Hakaru-Maple
Hakaru uses the computer algebra system Maple to aid in performing program transformations. You can use this functionality of Hakaru if you have Maple installed locally or can access Maple remotely.
Maple can be accessed through the module Language.Hakaru.Maple
or through the
Hakaru program hk-maple
.
The hk-maple
command invokes a Maple command on a Hakaru program. Given a
Hakaru program in concrete syntax and a Maple-Hakaru command, typecheck the
program invoke the Maple command on the program and its type pretty print, parse
and typecheck the program resulting from Maple. See the --help
flag of
hk-maple
for more information.
The currently available Maple-Hakaru commands (also called subcommands):
- Simplify
- Disintegrate
- Summarize
Note: calls to Maple may take a very long time. To see if your program is taking
an appreciable amount of time to parse and typecheck, use the --debug
flag.
Subcommands
Simplify
Hakaru programs are interpreted by Maple as linear operators. In this
interpretation, many commonly understood (by Maple) and powerful tools for
simplification become available. The metric for simplification as understood by
this command is sampling efficiency.
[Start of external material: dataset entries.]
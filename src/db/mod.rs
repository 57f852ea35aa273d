pub mod initialize;
pub mod log;
pub mod migrate;
pub mod pool;
pub mod store;

pub use store::{KeyValueStore, MemoryStore, SqliteStore};
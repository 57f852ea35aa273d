use crate::errors::AppResult;
use serde::Serialize;
use std::path::Path;

/// Write any collection as pretty-printed JSON.
pub fn write_json<T: Serialize>(path: &Path, items: &[T]) -> AppResult<()> {
    let json = serde_json::to_string_pretty(items)?;
    std::fs::write(path, json)?;
    Ok(())
}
Simplify
attempts to be as conservative
as possible in changing the given program. In particular, it should not change
terms unless an improvement with respect to sampling is performed; in this case,
arbitrary rearrangement may happen, even if an expression more similair to the
original could be produced.
Simplify
is the default subcommand.
Simplify
preserves the semantics of the given program up to normalization of
weights. If the stronger sense of equivalence is needed, the output of
Simplify
can be passed to normalize
.
Historical note: the Simplify
subcommand of hk-maple
used to be known as a
separate command named simplify
. If you encounter simplify someprog.hk
<options>
in any documentation, you may replace it by hk-maple -c Simplify someprog.hk
<options>
.
Disintegrate
The Maple disintegrator is an alternative implementation of the program transformation described in Disintegrate. Semantically, the Maple disintegrator and Haskell disintegrator implement the same transformation. In particular, their outputs are not (often) identical, but have equivalent sampling semantics. In practice, the ouputs may differ, since one may fail where the other succeeds.
If in doubt about which disintegrator to use, consider the following order:
disintegrate x
disintegrate x | hk-maple -
hk-maple --command disintegrate x
hk-maple x | disintegrate -
- etc…
All of the above programs should be equivalent as samplers.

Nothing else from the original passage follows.